O Estado de São Paulo, n. 44.670, 17/05/2016. Economia, p. B1

Governo fez manobra com recursos do BC para pagar pedalada, mostra estudo

Contabilidade criativa. Economistas dizem que o governo usou R$ 50 bilhões do Banco Central para quitar pedaladas, por meio de uma operação triangular: BC e Tesouro Nacional negam que o recurso foi usado para este fim, de modo irregular

Por: Alexa Salomão

 

Desde a virada do ano, economistas que acompanham as contas públicas dedicam artigos a um tema árido: descrever como o Banco Central estaria emprestando dinheiro para o Tesouro Nacional, o que é proibido por lei no Brasil, tanto pela Lei de Responsabilidade Fiscal quanto pela Constituição. Em dezembro, o tal repasse teria sido decisivo para quitar “pedaladas”, jargão usado para débitos protelados pelo Tesouro nos bancos públicos e autarquias.

O governo negou a estratégia, mas levantamento de um grupo de economistas ligados ao Senado, obtido pelo ‘Estado’, sustenta que a operação ocorreu.

Para eles, o remanejamento de R$ 50 bilhões do Banco Central foi indispensável para o governo fechar a conta e pagar as pedaladas.

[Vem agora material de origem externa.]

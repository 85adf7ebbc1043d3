#![doc = include_str!("../README.md")]
#![allow(clippy::multiple_crate_versions)]

pub mod logging;

#[doc(inline)]
pub use flowlayout_layout as layout;

#[doc(inline)]
pub use flowlayout_layout::{
    DEFAULT_MIN_SPACING, FlowLayout, Layout, LayoutConfig, LayoutError, Line, Point,
    ProposalSize, Rect, Size, SubView, flow, lines, measure, place,
};

pub mod prelude {
    //! Commonly used types and functions in one import.
    //!
    //! ```rust
    //! use flowlayout::prelude::*;
    //!
    //! let size = measure(&[Size::new(10.0, 10.0)], 100.0, &LayoutConfig::default());
    //! assert_eq!(size, Ok(Size::new(10.0, 10.0)));
    //! ```
    pub use super::{
        FlowLayout, Layout, LayoutConfig, LayoutError, Point, ProposalSize, Rect, Size, SubView,
        flow, measure, place,
    };
}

A sutileza da operação está no fato de o dinheiro do Banco Central não ter sido usado diretamente nas pedaladas.

O que ocorreu foi uma triangulação de recursos.

A operação teria se dado da seguinte forma: utilizando duas Medidas Provisórias e quatro portarias, a maior parte emitida às vésperas das festas de fim de ano, o governo remanejou uma série de recursos públicos para poder pagar as pedaladas e, de quebra, cobrir um déficit na Previdência.

Nesse tira daqui, coloca para lá, cerca de R$ 54 bilhões que eram destinados ao pagamento da dívida pública em dezembro tiveram outro destino.Desse total, as pedaladas receberam R$ 21,1 bilhões, que saíram do chamado colchão de liquidez, que é uma espécie de reserva do caixa público.Outros R$21,8 bilhões, também do colchão de liquidez, e R$ 11,7 bilhões de remuneração da conta única – que também iriam para pagar dívida pública – foram transferidos para cobrir o déficit da Previdência.

Foi preciso, então, restituir o recurso destinado ao pagamento da dívida.Segundo os economistas que fizeram o levantamento, é nesse ponto que o dinheiro do BC se tornou indispensável.

Há um detalhe importante: repasses do BC ao Tesouro precisam ser obrigatoriamente usados no serviço da dívida.

Por coincidência, em dezembro, o Ministério do Planejamento emitiu uma portaria que abriu espaço para que o Tesouro tivesse acesso a R$ 103 bilhões de recursos do BC.

E o Tesouro usou R$ 50 bilhões desse dinheiro.

“O que a gente constatou é que pegaram o dinheiro do colchão de liquidez, destinado à dívida, e pagaram as pedaladas; e para cobrir os juros e amortizações da dívida, eles usaram o dinheiro do Banco Central. Houve uma substituição de fontes de recursos”, diz Marcos Mendes, consultor legislativo do Senado, um dos integrantes do grupo que destrinchou o pagamento das pedaladas.

Procurado pela reportagem, o BC declarou,em nota, que havia sobra de recursos no colchão de liquidez, mas não negou a operação.O Ministério da Fazenda encaminhou nota onde negou o uso do dinheiro do BC nas pedaladas,mas também não abordou a questão da triangulação, considerada a peça chave da operação.

“Não adianta: não há como negar que a contabilidade criativa e a pedalada ainda estão sendo usadas, porque está tudo registrado”, diz Felipe Salto, assessor econômico do senador José Serra,que também participou do estudo.

Leonardo Cezar Ribeiro,outro assessor do gabinete, seguiu o caminho do dinheiro para identificar o uso do recurso do BC. “As portarias, MPs e o Sistema Integrado de Administração Financeira do Governo, o Siafi, mostram a operação”, diz.

Também participaram do levantamento os economistas José Roberto Afonso, pesquisador do Instituto Brasileiro de Economia da Fundação Getulio Vargas, e Marcos Köhler, também assessor de Serra. Os economistas também questionam a origem do dinheiro do Banco Central.